If I’m honest, there are days when I question the logic of it all.
Streaming doesn’t pay in any meaningful way. Social media rewards noise over nuance. The industry machine moves on metrics that have very little to do with why I first picked up a guitar. I’m not touring arenas. I’m not signing contracts. I’m not fielding calls from A&R reps.
And yet, I’m still here.
Still writing.
Still recording.
Still releasing.
So the question becomes: why?
The Need to Write
For me, it starts with something that doesn’t feel optional.
I don’t write music because it’s a clever strategy or a growth plan. I write because something in me needs to. It’s less ambition and more compulsion. Songs arrive half-formed and persistent. Phrases stick. Chord changes won’t leave me alone until I give them shape.
If I don’t write, something feels unresolved.
I’ve come to realise that this “need” is not dependent on audience size. It existed long before streaming platforms and it will exist long after algorithms change again. The act of writing itself is the reward — the moment when an idea that didn’t exist yesterday suddenly does.
That feeling hasn’t dulled.
Pride Without Permission
There’s also something I didn’t expect: pride.
Not the loud, boastful kind. The quieter, steadier kind. The pride of knowing I’ve finished something difficult. The pride of listening back to a track and thinking, that’s exactly what I meant to say.
I’ve released two CD albums. A third is on the way. Each one represents months — sometimes years — of learning, doubt, frustration and stubbornness. They aren’t backed by huge budgets or industry machinery. They’re backed by evenings in a home studio, by trial and error, by persistence.
No chart position can validate that more than I already do.
When imposter syndrome creeps in — and it does — I remind myself: imposters don’t put in this kind of work. They don’t obsess over mixes. They don’t rewrite verses at midnight. They don’t carry songs around in their heads for months trying to get them right.
Real musicians do. And I am one.
The Strange Gift of Streaming
It’s easy to dismiss streaming because of what it doesn’t pay. But it’s worth acknowledging what it does give.
My music is available worldwide.
Someone, somewhere, can stumble across a track I recorded in a small room and listen to it instantly. That would have been unthinkable a few decades ago. I don’t need a distribution deal. I don’t need a warehouse full of stock. I don’t need gatekeepers.
Is it lucrative? No.
Is it powerful? Absolutely.
There’s something quietly profound about knowing that the songs I felt compelled to write are not confined to my hard drive. They exist out there, accessible, searchable, real.
Streaming may not provide tangible reward in pounds and pence, but it provides presence.
And presence matters.
Physical Proof
Then there’s the physical side of it all.

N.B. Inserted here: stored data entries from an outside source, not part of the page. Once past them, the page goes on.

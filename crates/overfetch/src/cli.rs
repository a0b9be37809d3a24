//! Command-line entry point.

use std::{env, ffi::OsString, path::PathBuf, process::ExitCode};

use clap::Parser;
use log::{error, info};
use overfetch_core::{RunIdentity, TableWidth};

use crate::{
    config::{DEFAULT_ARTIFACTS, DEFAULT_BULK_ROWS, DEFAULT_DATABASE},
    Config, MeasurementConfig, OverfetchResult, Runner, Seeder, StrategyKind,
};

#[derive(Parser)]
#[command(name = "overfetch", version, about)]
struct Cli {
    /// `seed` creates and populates the tables; anything else (or nothing)
    /// runs the benchmarks
    action: Option<String>,

    /// SQLite database path (or env OVERFETCH_DATABASE)
    #[arg(long, env = "OVERFETCH_DATABASE", default_value = DEFAULT_DATABASE)]
    database: PathBuf,

    /// Comma-separated table widths (default: all of 4,8,16,32,64,128,256,512)
    #[arg(
        long,
        env = "OVERFETCH_WIDTHS",
        value_delimiter = ',',
        value_parser = parse_width
    )]
    widths: Vec<TableWidth>,

    /// Comma-separated strategies (default: orm,orm-no-tracking,sql)
    #[arg(
        long,
        env = "OVERFETCH_STRATEGIES",
        value_delimiter = ',',
        value_parser = parse_strategy
    )]
    strategies: Vec<StrategyKind>,

    /// Random rows bulk-seeded per width (or env OVERFETCH_BULK_ROWS)
    #[arg(long, env = "OVERFETCH_BULK_ROWS", default_value_t = DEFAULT_BULK_ROWS)]
    bulk_rows: usize,

    /// Untimed calls before sampling each operation
    #[arg(long, env = "OVERFETCH_WARMUP", default_value_t = MeasurementConfig::DEFAULT_WARMUP)]
    warmup: u32,

    /// Calls averaged into one sample
    #[arg(
        long,
        env = "OVERFETCH_ITERATIONS",
        default_value_t = MeasurementConfig::DEFAULT_ITERATIONS
    )]
    iterations: u32,

    /// Samples taken before checking for a stable mean
    #[arg(
        long,
        env = "OVERFETCH_MIN_SAMPLES",
        default_value_t = MeasurementConfig::DEFAULT_MIN_SAMPLES
    )]
    min_samples: usize,

    /// Maximum samples per operation
    #[arg(
        long,
        env = "OVERFETCH_MAX_SAMPLES",
        default_value_t = MeasurementConfig::DEFAULT_MAX_SAMPLES
    )]
    max_samples: usize,

    /// Relative error of the mean at which sampling stops
    #[arg(
        long,
        env = "OVERFETCH_TARGET_ERROR",
        default_value_t = MeasurementConfig::DEFAULT_TARGET_ERROR
    )]
    target_error: f64,

    /// Directory for report.md and report.json (or env OVERFETCH_ARTIFACTS)
    #[arg(long, env = "OVERFETCH_ARTIFACTS", default_value = DEFAULT_ARTIFACTS)]
    artifacts: PathBuf,
}

fn parse_width(s: &str) -> Result<TableWidth, String> {
    s.parse().map_err(|e| format!("{e}"))
}

fn parse_strategy(s: &str) -> Result<StrategyKind, String> {
    s.parse().map_err(|e| format!("{e}"))
}

impl Cli {
    fn is_seed(&self) -> bool {
        self.action
            .as_deref()
            .is_some_and(|a| a.eq_ignore_ascii_case("seed"))
    }

    fn into_config(self) -> Config {
        let mut config = Config::default()
            .with_database(self.database)
            .with_bulk_rows(self.bulk_rows)
            .with_artifacts_dir(self.artifacts)
            .with_measurement(MeasurementConfig {
                warmup_iterations: self.warmup,
                iterations_per_sample: self.iterations,
                min_samples: self.min_samples,
                max_samples: self.max_samples,
                target_relative_error: self.target_error,
            });
        if !self.widths.is_empty() {
            config = config.with_widths(self.widths);
        }
        if !self.strategies.is_empty() {
            config = config.with_strategies(self.strategies);
        }
        config
    }
}

fn seed(config: &Config, run_identity: RunIdentity) -> OverfetchResult<ExitCode> {
    info!(
        "seeding {} ({} bulk rows per width)",
        config.database.path.display(),
        config.bulk_rows
    );
    Seeder::new(config).seed(run_identity)?;
    Ok(ExitCode::SUCCESS)
}

fn benchmark(config: &Config, run_identity: RunIdentity) -> OverfetchResult<ExitCode> {
    config.validate()?;
    info!("benchmark run {run_identity}");
    let report = Runner::new(config, run_identity).run()?;
    println!("{}", report.to_markdown());
    for path in report.write_artifacts(&config.artifacts_dir)? {
        info!("wrote {}", path.display());
    }
    if report.is_success() {
        Ok(ExitCode::SUCCESS)
    } else {
        error!("{} operations failed", report.failures().len());
        Ok(ExitCode::FAILURE)
    }
}

/// Execute the command-line interface with a custom argv iterator.
///
/// Setup errors are returned; failed benchmark cells only turn the exit code
/// into a failure.
pub fn run_with_args<I, T>(args: I) -> OverfetchResult<ExitCode>
where
    I: IntoIterator<Item = T>,
    T: Into<OsString> + Clone,
{
    let cli = Cli::parse_from(args);
    let is_seed = cli.is_seed();
    let config = cli.into_config();
    let run_identity = RunIdentity::generate();
    if is_seed {
        seed(&config, run_identity)
    } else {
        benchmark(&config, run_identity)
    }
}

/// Execute the command-line interface with the process arguments.
pub fn cli() -> OverfetchResult<ExitCode> {
    run_with_args(env::args_os())
}
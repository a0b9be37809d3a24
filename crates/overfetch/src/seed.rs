//! Bulk and run-row seeding.

use log::info;
use overfetch_core::{RecordFactory, RunIdentity, TableWidth, WideRecord};
use rusqlite::Connection;

use crate::{config::DEFAULT_BULK_ROWS, Config, Database, OverfetchResult};

/// Populates the wide tables.
///
/// Seeding is additive: nothing is ever deleted, so repeated bulk seeding
/// accumulates rows and every benchmark process leaves its run rows behind.
#[derive(Debug, Clone)]
pub struct Seeder {
    database: Database,
    widths: Vec<TableWidth>,
    bulk_rows: usize,
}

impl Seeder {
    /// A seeder for the configured database, widths and bulk row count.
    pub fn new(config: &Config) -> Self {
        Self {
            database: Database::new(&config.database),
            widths: config.widths.clone(),
            bulk_rows: config.bulk_rows,
        }
    }

    /// A seeder for `widths` with the default bulk row count.
    pub fn with_widths(database: Database, widths: impl IntoIterator<Item = TableWidth>) -> Self {
        Self {
            database,
            widths: widths.into_iter().collect(),
            bulk_rows: DEFAULT_BULK_ROWS,
        }
    }

    /// Sets the number of random rows bulk-seeded per width.
    pub fn bulk_rows(mut self, bulk_rows: usize) -> Self {
        self.bulk_rows = bulk_rows;
        self
    }

    /// Widths this seeder writes to.
    pub fn widths(&self) -> &[TableWidth] {
        &self.widths
    }

    /// The one-shot `seed` action: schema, bulk rows, then run rows.
    pub fn seed(&self, run_identity: RunIdentity) -> OverfetchResult<()> {
        self.database.ensure_schema()?;
        self.seed_bulk()?;
        self.seed_run_rows(run_identity)
    }

    /// Creates the tables and email indexes if they are missing.
    pub fn ensure_schema(&self) -> OverfetchResult<()> {
        self.database.ensure_schema()
    }

    /// Inserts `bulk_rows` random rows into every configured width's table in
    /// a single transaction.
    pub fn seed_bulk(&self) -> OverfetchResult<()> {
        let mut factory = RecordFactory::from_entropy();
        let mut conn = self.database.open_read_write()?;
        let tx = conn.transaction()?;
        for &width in &self.widths {
            let records = factory.create_many(width, self.bulk_rows);
            insert_records(&tx, width, &records)?;
            info!("queued {} bulk rows for {}", records.len(), width.table_name());
        }
        tx.commit()?;
        info!("committed bulk seed for {} tables", self.widths.len());
        Ok(())
    }

    /// Inserts exactly one row tagged with `run_identity` into every
    /// configured width's table. Either every row is committed or none is.
    pub fn seed_run_rows(&self, run_identity: RunIdentity) -> OverfetchResult<()> {
        let mut factory = RecordFactory::from_entropy();
        let mut conn = self.database.open_read_write()?;
        let tx = conn.transaction()?;
        for &width in &self.widths {
            let record = factory.create_with_id(width, run_identity);
            insert_records(&tx, width, std::slice::from_ref(&record))?;
        }
        tx.commit()?;
        info!(
            "seeded run rows for {run_identity} in {} tables",
            self.widths.len()
        );
        Ok(())
    }
}

fn insert_records(
    conn: &Connection,
    width: TableWidth,
    records: &[WideRecord],
) -> OverfetchResult<()> {
    let mut stmt = conn.prepare_cached(&width.insert_sql())?;
    for record in records {
        stmt.execute(record.insert_params().as_slice())?;
    }
    Ok(())
}
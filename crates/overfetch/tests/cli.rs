//! The `overfetch` command line: seed, then benchmark.

mod common;

use std::process::ExitCode;

use common::TestDb;
use overfetch::{cli::run_with_args, prelude::*};

fn args(db: &TestDb, extra: &[&str]) -> Vec<String> {
    let mut args = vec![
        "overfetch".to_string(),
        "--database".to_string(),
        db.database.path().display().to_string(),
        "--artifacts".to_string(),
        db.dir.path().join("artifacts").display().to_string(),
        "--widths".to_string(),
        "4,16".to_string(),
        "--bulk-rows".to_string(),
        "10".to_string(),
    ];
    args.extend(extra.iter().map(|s| (*s).to_string()));
    args
}

fn succeeded(code: ExitCode) -> bool {
    format!("{code:?}") == format!("{:?}", ExitCode::SUCCESS)
}

const QUICK: [&str; 10] = [
    "--warmup",
    "1",
    "--iterations",
    "2",
    "--min-samples",
    "2",
    "--max-samples",
    "3",
    "--target-error",
    "1.0",
];

#[test]
fn seed_then_benchmark_succeeds() -> OverfetchResult<()> {
    let db = TestDb::empty();
    let code = run_with_args(args(&db, &["SEED"]))?;
    assert!(succeeded(code));
    assert_eq!(db.database.row_count(TableWidth::W4)?, 11);
    assert_eq!(db.database.row_count(TableWidth::W16)?, 11);
    assert_eq!(db.database.row_count(TableWidth::W8)?, 0);

    let mut extra = vec!["run", "--strategies", "sql,orm"];
    extra.extend(QUICK);
    let code = run_with_args(args(&db, &extra))?;
    assert!(succeeded(code));
    assert_eq!(db.database.row_count(TableWidth::W4)?, 12);
    assert!(db.dir.path().join("artifacts").join("report.md").exists());
    assert!(db.dir.path().join("artifacts").join("report.json").exists());
    Ok(())
}

#[test]
fn benchmark_without_seed_is_a_setup_error() {
    let db = TestDb::empty();
    let err = run_with_args(args(&db, &QUICK)).unwrap_err();
    assert_eq!(err.kind(), ErrorKind::Setup);
}

#[test]
fn failed_cell_fails_the_exit_code() -> OverfetchResult<()> {
    let db = TestDb::empty();
    assert!(succeeded(run_with_args(args(&db, &["seed"]))?));
    db.add_stray_column(TableWidth::W16);

    let mut extra = vec!["--strategies", "sql"];
    extra.extend(QUICK);
    let code = run_with_args(args(&db, &extra))?;
    assert!(!succeeded(code));
    let markdown = std::fs::read_to_string(db.dir.path().join("artifacts").join("report.md"))?;
    assert!(markdown.contains("## Failures"));
    Ok(())
}

#[test]
fn options_fall_back_to_the_environment() -> OverfetchResult<()> {
    let db = TestDb::empty();
    std::env::set_var("OVERFETCH_BULK_ROWS", "3");
    let code = run_with_args([
        "overfetch".to_string(),
        "seed".to_string(),
        "--database".to_string(),
        db.database.path().display().to_string(),
        "--widths".to_string(),
        "4".to_string(),
    ]);
    std::env::remove_var("OVERFETCH_BULK_ROWS");
    assert!(succeeded(code?));
    assert_eq!(db.database.row_count(TableWidth::W4)?, 4);
    Ok(())
}
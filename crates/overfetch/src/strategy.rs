//! The query strategy interface and the strategy/operation enumerations.

use std::str::FromStr;

use overfetch_core::{RecordId, TableWidth};
use serde::{Deserialize, Serialize};
use strum::{Display, EnumIter, IntoEnumIterator};

use crate::{
    mapped::{MappedStrategy, QueryTracking},
    sql::SqlStrategy,
    Database, OverfetchError, OverfetchResult,
};

/// The two timed query shapes.
#[derive(
    Debug,
    Copy,
    Clone,
    PartialEq,
    Eq,
    Hash,
    PartialOrd,
    Ord,
    Display,
    EnumIter,
    Serialize,
    Deserialize,
)]
#[serde(rename_all = "kebab-case")]
#[strum(serialize_all = "kebab-case")]
pub enum Operation {
    /// Retrieve every column of the row, then read `Email`.
    FetchFull,
    /// Retrieve only the `Email` column.
    FetchProjected,
}

/// Available data-access strategies.
#[derive(
    Debug,
    Copy,
    Clone,
    PartialEq,
    Eq,
    Hash,
    PartialOrd,
    Ord,
    Display,
    EnumIter,
    Serialize,
    Deserialize,
)]
#[serde(rename_all = "kebab-case")]
#[strum(serialize_all = "kebab-case")]
pub enum StrategyKind {
    /// Entity mapping with change tracking and an identity map.
    Orm,
    /// Entity mapping without change tracking.
    OrmNoTracking,
    /// Hand-written SQL mapped directly into values.
    Sql,
}

impl StrategyKind {
    /// Instantiates the strategy against `database`.
    pub fn build(self, database: &Database) -> Box<dyn QueryStrategy> {
        match self {
            Self::Orm => Box::new(MappedStrategy::new(database.clone(), QueryTracking::TrackAll)),
            Self::OrmNoTracking => Box::new(MappedStrategy::new(
                database.clone(),
                QueryTracking::NoTracking,
            )),
            Self::Sql => Box::new(SqlStrategy::new(database.clone())),
        }
    }
}

impl FromStr for StrategyKind {
    type Err = OverfetchError;

    fn from_str(s: &str) -> Result<Self, Self::Err> {
        let name = s.trim();
        Self::iter()
            .find(|kind| kind.to_string().eq_ignore_ascii_case(name))
            .ok_or_else(|| OverfetchError::UnsupportedStrategy(s.to_string()))
    }
}

/// A way of reading the email of one row, either by fetching the whole row or
/// by projecting the single column.
///
/// Both operations must return the same email for the same `(width, id)`, and
/// both fail with [`OverfetchError::NotExactlyOneRow`] unless exactly one row
/// matches. Implementations open and release their own connection per call
/// and never retry.
pub trait QueryStrategy {
    /// Which strategy this is.
    fn kind(&self) -> StrategyKind;

    /// Fetches every column of the row and returns its email.
    fn fetch_full(&self, width: TableWidth, id: RecordId) -> OverfetchResult<String>;

    /// Fetches only the email column of the row.
    fn fetch_projected(&self, width: TableWidth, id: RecordId) -> OverfetchResult<String>;

    /// Dispatches to the requested operation.
    fn fetch(
        &self,
        operation: Operation,
        width: TableWidth,
        id: RecordId,
    ) -> OverfetchResult<String> {
        match operation {
            Operation::FetchFull => self.fetch_full(width, id),
            Operation::FetchProjected => self.fetch_projected(width, id),
        }
    }
}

Two CD albums already exist in the world. They sit on shelves. They can be held, played, gifted. A third is coming. That alone feels like something younger me would have struggled to imagine.
But the dream that’s about to become real means even more.
Soon, I’ll release Present Tense on vinyl.
Vinyl.
For as long as I can remember, records have symbolised legitimacy to me. The weight of them. The artwork at full size. The ritual of placing the needle down. Vinyl was what “real” artists released.
And now I’m about to become one of them.
Not because a label said so. Not because sales demanded it. But because I chose to press the record. Because the songs deserved that format. Because it matters to me.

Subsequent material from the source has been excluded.